» Instructions for the task
Find the line containing "Every field is" in the entries below. Restate it and each line after it, word for word, up to and including the line containing "#[derive(Debug, Clone, PartialEq, Eq)]".

(Dataset entries)
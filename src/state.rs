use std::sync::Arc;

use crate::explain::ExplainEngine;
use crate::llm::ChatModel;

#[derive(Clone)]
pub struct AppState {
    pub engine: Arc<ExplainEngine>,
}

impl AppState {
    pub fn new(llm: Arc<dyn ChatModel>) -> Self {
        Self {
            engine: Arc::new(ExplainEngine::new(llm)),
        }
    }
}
--
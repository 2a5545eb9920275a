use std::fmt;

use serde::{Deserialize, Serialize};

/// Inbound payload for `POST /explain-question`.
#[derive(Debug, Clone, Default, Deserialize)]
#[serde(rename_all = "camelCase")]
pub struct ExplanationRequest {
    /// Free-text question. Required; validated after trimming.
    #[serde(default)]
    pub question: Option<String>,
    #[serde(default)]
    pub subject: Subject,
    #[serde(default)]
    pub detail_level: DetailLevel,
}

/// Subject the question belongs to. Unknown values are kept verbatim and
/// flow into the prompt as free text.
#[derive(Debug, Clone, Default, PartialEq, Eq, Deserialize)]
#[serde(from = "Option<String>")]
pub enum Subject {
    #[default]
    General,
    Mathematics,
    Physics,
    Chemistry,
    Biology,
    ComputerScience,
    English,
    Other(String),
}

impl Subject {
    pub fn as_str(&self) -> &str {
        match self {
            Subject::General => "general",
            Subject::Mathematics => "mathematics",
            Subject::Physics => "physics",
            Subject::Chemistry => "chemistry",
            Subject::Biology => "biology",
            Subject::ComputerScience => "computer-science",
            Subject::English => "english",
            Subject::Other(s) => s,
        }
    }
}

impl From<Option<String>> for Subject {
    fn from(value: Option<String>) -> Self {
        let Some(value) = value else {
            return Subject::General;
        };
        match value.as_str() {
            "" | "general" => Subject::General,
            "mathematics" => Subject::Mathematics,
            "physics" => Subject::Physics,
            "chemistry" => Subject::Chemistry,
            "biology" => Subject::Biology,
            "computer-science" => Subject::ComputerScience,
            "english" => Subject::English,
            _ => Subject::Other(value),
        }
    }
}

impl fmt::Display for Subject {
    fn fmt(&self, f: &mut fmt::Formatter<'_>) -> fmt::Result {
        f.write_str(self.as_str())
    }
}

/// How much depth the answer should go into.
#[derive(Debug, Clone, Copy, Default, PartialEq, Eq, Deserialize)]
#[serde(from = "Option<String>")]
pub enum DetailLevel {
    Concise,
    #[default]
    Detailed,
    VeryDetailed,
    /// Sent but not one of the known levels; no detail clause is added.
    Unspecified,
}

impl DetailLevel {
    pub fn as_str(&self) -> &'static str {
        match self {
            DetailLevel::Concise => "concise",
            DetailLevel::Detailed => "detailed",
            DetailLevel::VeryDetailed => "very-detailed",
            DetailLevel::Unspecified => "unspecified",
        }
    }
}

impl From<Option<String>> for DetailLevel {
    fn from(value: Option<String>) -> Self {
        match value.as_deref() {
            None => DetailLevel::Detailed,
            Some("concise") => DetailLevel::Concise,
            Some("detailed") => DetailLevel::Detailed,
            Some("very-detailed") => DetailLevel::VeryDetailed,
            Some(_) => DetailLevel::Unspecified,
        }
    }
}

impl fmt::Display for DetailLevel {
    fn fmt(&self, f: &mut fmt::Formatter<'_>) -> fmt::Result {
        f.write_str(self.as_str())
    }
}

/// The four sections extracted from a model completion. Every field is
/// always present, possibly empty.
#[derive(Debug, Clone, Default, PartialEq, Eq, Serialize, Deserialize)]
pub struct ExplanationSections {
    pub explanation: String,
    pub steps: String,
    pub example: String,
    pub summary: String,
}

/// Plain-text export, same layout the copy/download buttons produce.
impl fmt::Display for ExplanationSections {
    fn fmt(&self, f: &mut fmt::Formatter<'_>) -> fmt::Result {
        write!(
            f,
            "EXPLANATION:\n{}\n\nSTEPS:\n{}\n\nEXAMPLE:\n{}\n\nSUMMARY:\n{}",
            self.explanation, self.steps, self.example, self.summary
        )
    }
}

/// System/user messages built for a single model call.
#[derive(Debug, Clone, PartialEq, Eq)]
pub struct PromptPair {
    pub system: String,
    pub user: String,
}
--
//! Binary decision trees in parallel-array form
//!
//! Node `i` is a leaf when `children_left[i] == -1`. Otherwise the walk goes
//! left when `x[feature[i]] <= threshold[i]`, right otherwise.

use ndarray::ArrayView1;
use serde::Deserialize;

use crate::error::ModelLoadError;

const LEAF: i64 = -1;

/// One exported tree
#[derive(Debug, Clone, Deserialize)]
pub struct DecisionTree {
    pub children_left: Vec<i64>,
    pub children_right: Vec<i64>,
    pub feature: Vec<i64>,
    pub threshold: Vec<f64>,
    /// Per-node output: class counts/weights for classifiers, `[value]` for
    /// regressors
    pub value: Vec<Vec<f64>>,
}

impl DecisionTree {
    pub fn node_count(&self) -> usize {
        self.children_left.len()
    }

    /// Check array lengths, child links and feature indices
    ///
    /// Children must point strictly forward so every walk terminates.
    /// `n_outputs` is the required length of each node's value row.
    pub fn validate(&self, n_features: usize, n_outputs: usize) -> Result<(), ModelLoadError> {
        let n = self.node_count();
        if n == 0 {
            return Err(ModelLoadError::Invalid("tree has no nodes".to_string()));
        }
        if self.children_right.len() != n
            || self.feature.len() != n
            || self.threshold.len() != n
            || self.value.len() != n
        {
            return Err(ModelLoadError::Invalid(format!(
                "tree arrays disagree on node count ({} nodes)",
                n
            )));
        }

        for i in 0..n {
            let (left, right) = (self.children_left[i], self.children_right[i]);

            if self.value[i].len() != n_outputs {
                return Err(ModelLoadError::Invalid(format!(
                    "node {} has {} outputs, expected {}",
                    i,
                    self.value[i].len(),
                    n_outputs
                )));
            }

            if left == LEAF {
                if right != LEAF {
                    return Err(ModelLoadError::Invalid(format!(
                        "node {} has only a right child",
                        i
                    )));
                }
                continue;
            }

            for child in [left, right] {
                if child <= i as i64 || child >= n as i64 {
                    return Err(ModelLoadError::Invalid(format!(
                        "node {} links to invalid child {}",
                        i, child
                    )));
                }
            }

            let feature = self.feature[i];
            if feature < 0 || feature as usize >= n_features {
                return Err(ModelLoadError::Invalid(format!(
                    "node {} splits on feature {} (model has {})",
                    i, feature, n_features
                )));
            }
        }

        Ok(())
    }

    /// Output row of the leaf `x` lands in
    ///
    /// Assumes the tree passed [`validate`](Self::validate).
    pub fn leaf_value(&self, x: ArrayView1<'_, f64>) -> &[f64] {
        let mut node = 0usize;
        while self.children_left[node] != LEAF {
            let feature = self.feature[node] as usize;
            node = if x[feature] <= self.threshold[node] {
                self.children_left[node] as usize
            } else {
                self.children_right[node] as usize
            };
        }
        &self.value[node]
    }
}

» Exercise solution
/// The four sections extracted from a model completion. Every field is
/// always present, possibly empty.
#[derive(Debug, Clone, Default, PartialEq, Eq, Serialize, Deserialize)]
pub struct ExplanationSections {
    pub explanation: String,
    pub steps: String,
    pub example: String,
    pub summary: String,
}

/// Plain-text export, same layout the copy/download buttons produce.
impl fmt::Display for ExplanationSections {
    fn fmt(&self, f: &mut fmt::Formatter<'_>) -> fmt::Result {
        write!(
            f,
            "EXPLANATION:\n{}\n\nSTEPS:\n{}\n\nEXAMPLE:\n{}\n\nSUMMARY:\n{}",
            self.explanation, self.steps, self.example, self.summary
        )
    }
}

/// System/user messages built for a single model call.
#[derive(Debug, Clone, PartialEq, Eq)]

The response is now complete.